Ultimately, there's only so much you can do to detect this; luckily, most programs won't need to worry about this. If you need precise time rules, you could subscribe to the IANA mailing list where patches to the timezone database are discussed, and if you bundle a copy of the IANA database with your application, you could make changes to the data yourself manually and handle things on a case-by-case basis. Sometimes, local governments change their time rules with little notice, so there's only so much that you can do (e.g. on October 17th, 2017, Sudan gave notice for a time rule change that would go into effect November 1st, 2017, so only 15 days of notice).
Examples
Here are a few hand-picked use cases showing how to apply the above conceptual model:
Chat forums that order messages by timestamp
We care about the precise instant that messages were sent, so we can record the current time as a UTC+0 datetime when the server receives chat messages. Then, when displaying messages, the client can convert that UTC+0 datetime into the system timezone.
One thing to note is that this all assumes that the computer that the server is running on can return an accurate absolute time. When calling something like time()
in C, you're requesting the current time on the machine you're running on, but it's possible for the computer's clock to be slightly inaccurate or non-monotonic (e.g. if a leap second recently occurred, your machine may be off by a second before it does an NTP server sync to get the current UTC time). This is likely not a major concern for something like a chat forum, but the general point is that depending on your program's requirements, you'll want to verify your assumptions (such as the assumption that you can actually get the correct current absolute time if that's something that your program requires).

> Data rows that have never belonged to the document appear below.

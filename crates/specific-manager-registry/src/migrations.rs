// Copyright (C) 2025 SyncMyOrders Sp. z o.o.
// SPDX-License-Identifier: AGPL-3.0-or-later
//! Database migrations for the SSM request audit trail.
//!
//! # Example
//!
//! ```ignore
//! use sqlx::PgPool;
//! use specific_manager_registry::migrations;
//!
//! let pool = PgPool::connect(&database_url).await?;
//! migrations::run_postgres(&pool).await?;
//! ```

use sqlx::migrate::MigrateError;

/// PostgreSQL migrator with the registry migrations embedded.
pub static POSTGRES: sqlx::migrate::Migrator = sqlx::migrate!("./migrations/postgresql");

/// SQLite migrator with the registry migrations embedded.
pub static SQLITE: sqlx::migrate::Migrator = sqlx::migrate!("./migrations/sqlite");

/// Run PostgreSQL migrations.
///
/// Safe to call multiple times; already-applied migrations are skipped.
pub async fn run_postgres(pool: &sqlx::PgPool) -> Result<(), MigrateError> {
    POSTGRES.run(pool).await
}

/// Run SQLite migrations.
pub async fn run_sqlite(pool: &sqlx::SqlitePool) -> Result<(), MigrateError> {
    SQLITE.run(pool).await
}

Let's say you want to add a feature to the chat forum that allows people to schedule a message for "1 day" in the future. Well, the thing to realize is that the language "1 day" is ambiguous: Does it mean adding 24 hours (i.e. 86,400 seconds), or does it mean incrementing the day
field by 1 on the civil datetime (which may mean only adding 23 hours if the person's system timezone has a daylight savings transition where the clock shifts forwards by 1 hour). This is not a major issue for this program, but it could cause confusion (and it certainly could be a major issue for other programs with stricter precision requirements).
Event planning website
Let's say I'm creating a website for users to list information for upcoming events they're hosting. Someone wants to schedule a lecture event where some people will visit the venue in-person, and others around the world will watch the lecture live on Zoom. They specify that the event will happen at 2026-06-19 07:00
at UCLA's Royce Hall (and the website uses their system timezone America/Los_Angeles
to interpret that 07:00).
How should the server save this data? If you follow the advice of "just use UTC bro", you might convert 2026-06-19 07:00 UTC-7
to 2026-06-19 14:00 UTC+0
and store that datetime. But what happens now if California announces that they plan to abolish daylight savings time starting January 1st, 2026? (this idea is occasionally discussed by politicians) When you converted 07:00 to UTC+0, you were making an assumption that on January 19 2026, California would be on daylight savings time (Pacific Daylight Time). However, now that this is no longer true, the UTC+0 datetime that you stored is off by one hour! You can think of the UTC datetime that you saved as a "cached" datetime because it's based on outdated time rules. The user's intention when specifying "7AM California" was "this event will start at 7AM no matter what, even if California timezone rules change such that the absolute instant in time for the event changes. My intention is for the local clock to show 07:00 when the event starts." The behavior that the creator of this event likely expects is that the event continues to occur at 07:00 in the timezone of the venue location, meaning that the time remains the same in civil terms for local visitors of the venue, but the time changes for everyone else in other timezones (which maybe you'd handle by sending an email notification to registered event participants). One way the website could handle this is by storing the user's exact input 2026-06-19 07:00
, and also store the UTC+0 version of that datetime (if we assumed that the timezone rules won't change); this way, we can keep using the UTC+0 datetime for all logic, and we can recompute that UTC+0 datetime once we detect that the time rules for that timezone have changed.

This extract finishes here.